Material for the task: Begin

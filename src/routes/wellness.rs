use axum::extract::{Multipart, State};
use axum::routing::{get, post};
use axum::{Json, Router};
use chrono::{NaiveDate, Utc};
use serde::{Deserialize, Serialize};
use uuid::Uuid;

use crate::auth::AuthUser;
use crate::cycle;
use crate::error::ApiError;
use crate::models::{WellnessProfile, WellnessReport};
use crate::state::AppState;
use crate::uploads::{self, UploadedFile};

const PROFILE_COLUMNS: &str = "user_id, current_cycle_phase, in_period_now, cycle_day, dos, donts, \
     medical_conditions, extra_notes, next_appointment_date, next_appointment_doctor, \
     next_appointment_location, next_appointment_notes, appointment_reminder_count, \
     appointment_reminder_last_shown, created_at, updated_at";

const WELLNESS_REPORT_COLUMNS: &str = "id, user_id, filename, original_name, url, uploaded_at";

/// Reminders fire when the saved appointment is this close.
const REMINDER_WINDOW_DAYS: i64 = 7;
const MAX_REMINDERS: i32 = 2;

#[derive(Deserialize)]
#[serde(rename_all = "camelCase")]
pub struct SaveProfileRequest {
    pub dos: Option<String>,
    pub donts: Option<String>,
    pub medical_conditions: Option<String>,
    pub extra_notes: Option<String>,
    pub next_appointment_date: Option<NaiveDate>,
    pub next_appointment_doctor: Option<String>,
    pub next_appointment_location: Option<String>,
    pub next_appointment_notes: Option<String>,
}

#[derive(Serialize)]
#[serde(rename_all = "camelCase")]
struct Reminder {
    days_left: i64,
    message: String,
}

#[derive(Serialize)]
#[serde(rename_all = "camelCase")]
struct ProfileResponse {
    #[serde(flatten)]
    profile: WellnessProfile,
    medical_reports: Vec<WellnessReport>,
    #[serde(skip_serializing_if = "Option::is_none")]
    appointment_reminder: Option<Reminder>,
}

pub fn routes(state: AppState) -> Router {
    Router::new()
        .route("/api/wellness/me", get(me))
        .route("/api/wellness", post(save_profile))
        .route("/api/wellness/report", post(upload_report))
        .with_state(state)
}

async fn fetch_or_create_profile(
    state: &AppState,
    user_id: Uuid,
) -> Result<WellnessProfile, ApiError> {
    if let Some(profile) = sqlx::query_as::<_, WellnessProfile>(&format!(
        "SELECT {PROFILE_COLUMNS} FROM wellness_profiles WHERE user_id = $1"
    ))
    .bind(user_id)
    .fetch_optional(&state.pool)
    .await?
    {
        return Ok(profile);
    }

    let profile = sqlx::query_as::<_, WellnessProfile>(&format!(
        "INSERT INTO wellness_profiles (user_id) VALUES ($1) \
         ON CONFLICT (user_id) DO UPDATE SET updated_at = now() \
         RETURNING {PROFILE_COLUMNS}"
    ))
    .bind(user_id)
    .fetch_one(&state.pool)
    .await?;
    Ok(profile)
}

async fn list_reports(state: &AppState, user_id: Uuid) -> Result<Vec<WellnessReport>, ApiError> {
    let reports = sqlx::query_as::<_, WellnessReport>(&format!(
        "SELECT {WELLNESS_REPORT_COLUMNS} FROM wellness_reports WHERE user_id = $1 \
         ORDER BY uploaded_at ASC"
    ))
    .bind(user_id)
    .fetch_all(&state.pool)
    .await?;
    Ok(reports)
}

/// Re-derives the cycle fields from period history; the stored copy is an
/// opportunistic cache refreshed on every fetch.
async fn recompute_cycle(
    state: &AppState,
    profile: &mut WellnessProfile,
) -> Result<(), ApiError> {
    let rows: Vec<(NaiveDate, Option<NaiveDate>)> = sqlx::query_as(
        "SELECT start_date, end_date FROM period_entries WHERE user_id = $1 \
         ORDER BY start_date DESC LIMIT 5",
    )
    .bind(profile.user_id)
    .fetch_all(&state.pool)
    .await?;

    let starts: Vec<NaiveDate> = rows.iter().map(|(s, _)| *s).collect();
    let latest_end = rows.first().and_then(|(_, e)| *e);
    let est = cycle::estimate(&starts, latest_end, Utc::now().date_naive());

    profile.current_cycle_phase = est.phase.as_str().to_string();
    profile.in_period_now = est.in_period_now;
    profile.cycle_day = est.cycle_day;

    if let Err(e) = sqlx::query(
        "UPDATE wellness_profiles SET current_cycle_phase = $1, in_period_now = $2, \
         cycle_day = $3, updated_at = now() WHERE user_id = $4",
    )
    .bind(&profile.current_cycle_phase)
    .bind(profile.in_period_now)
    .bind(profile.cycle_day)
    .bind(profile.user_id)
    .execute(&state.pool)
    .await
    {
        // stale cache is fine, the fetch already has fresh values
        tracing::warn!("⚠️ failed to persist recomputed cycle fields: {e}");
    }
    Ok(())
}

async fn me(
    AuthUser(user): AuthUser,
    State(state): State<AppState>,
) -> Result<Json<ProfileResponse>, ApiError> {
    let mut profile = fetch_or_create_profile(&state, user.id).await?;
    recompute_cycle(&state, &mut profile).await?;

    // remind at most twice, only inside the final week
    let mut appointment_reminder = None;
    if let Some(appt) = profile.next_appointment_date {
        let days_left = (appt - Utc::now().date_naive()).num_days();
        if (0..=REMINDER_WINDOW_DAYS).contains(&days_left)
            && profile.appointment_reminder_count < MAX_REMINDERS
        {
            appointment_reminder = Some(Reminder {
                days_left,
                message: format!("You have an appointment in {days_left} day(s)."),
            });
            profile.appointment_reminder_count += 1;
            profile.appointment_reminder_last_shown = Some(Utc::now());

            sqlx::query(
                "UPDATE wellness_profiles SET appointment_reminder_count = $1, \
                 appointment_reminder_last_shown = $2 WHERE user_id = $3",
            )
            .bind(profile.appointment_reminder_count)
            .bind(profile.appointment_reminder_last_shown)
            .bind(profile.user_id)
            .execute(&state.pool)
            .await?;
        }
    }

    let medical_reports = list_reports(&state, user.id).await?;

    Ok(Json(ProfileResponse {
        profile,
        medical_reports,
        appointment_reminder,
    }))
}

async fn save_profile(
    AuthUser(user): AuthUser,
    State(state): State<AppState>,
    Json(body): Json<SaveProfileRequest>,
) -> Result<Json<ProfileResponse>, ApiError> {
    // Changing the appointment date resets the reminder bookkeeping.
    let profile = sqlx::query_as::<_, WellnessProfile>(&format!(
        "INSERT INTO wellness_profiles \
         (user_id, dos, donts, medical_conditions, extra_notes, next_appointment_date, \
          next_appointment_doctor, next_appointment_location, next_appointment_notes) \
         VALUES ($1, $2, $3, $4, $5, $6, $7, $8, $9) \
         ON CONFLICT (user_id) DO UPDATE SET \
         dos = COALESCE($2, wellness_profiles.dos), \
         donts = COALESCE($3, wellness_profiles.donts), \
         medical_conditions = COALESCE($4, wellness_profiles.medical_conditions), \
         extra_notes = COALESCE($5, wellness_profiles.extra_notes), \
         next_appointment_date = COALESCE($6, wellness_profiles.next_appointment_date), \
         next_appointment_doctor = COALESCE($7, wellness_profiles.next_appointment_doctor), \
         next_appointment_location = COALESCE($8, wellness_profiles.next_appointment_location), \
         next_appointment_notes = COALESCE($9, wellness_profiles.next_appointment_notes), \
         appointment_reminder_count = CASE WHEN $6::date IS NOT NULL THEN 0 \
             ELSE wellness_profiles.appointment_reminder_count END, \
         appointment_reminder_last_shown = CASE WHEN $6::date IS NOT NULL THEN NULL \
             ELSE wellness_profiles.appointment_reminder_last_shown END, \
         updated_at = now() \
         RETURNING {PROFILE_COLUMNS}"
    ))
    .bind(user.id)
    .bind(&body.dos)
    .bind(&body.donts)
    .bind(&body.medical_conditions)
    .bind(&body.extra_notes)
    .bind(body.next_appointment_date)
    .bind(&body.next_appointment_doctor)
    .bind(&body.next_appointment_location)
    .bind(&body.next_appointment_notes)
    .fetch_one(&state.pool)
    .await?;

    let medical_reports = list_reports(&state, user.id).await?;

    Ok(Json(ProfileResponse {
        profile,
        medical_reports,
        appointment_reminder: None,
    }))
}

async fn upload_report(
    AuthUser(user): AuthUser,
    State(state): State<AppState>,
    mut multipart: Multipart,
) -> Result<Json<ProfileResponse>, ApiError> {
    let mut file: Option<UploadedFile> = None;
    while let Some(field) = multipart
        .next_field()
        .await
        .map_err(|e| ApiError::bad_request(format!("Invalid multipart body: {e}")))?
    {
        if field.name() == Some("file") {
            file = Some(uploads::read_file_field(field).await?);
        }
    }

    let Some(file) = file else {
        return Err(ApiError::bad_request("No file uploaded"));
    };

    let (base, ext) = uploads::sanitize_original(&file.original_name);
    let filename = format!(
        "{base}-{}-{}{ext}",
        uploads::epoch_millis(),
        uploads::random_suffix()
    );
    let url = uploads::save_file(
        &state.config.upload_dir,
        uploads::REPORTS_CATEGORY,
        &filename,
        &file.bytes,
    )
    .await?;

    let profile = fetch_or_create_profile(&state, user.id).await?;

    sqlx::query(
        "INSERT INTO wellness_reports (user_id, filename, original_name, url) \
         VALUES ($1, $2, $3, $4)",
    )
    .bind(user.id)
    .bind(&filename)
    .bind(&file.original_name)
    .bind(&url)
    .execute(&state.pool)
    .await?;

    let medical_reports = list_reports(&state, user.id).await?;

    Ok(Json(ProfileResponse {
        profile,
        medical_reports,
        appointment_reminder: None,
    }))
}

Material for the task: End

Lines with the string "appt": pick each one out of the material and return it.

▶ [Task solution]:
    if let Some(appt) = profile.next_appointment_date {
        let days_left = (appt - Utc::now().date_naive()).num_days();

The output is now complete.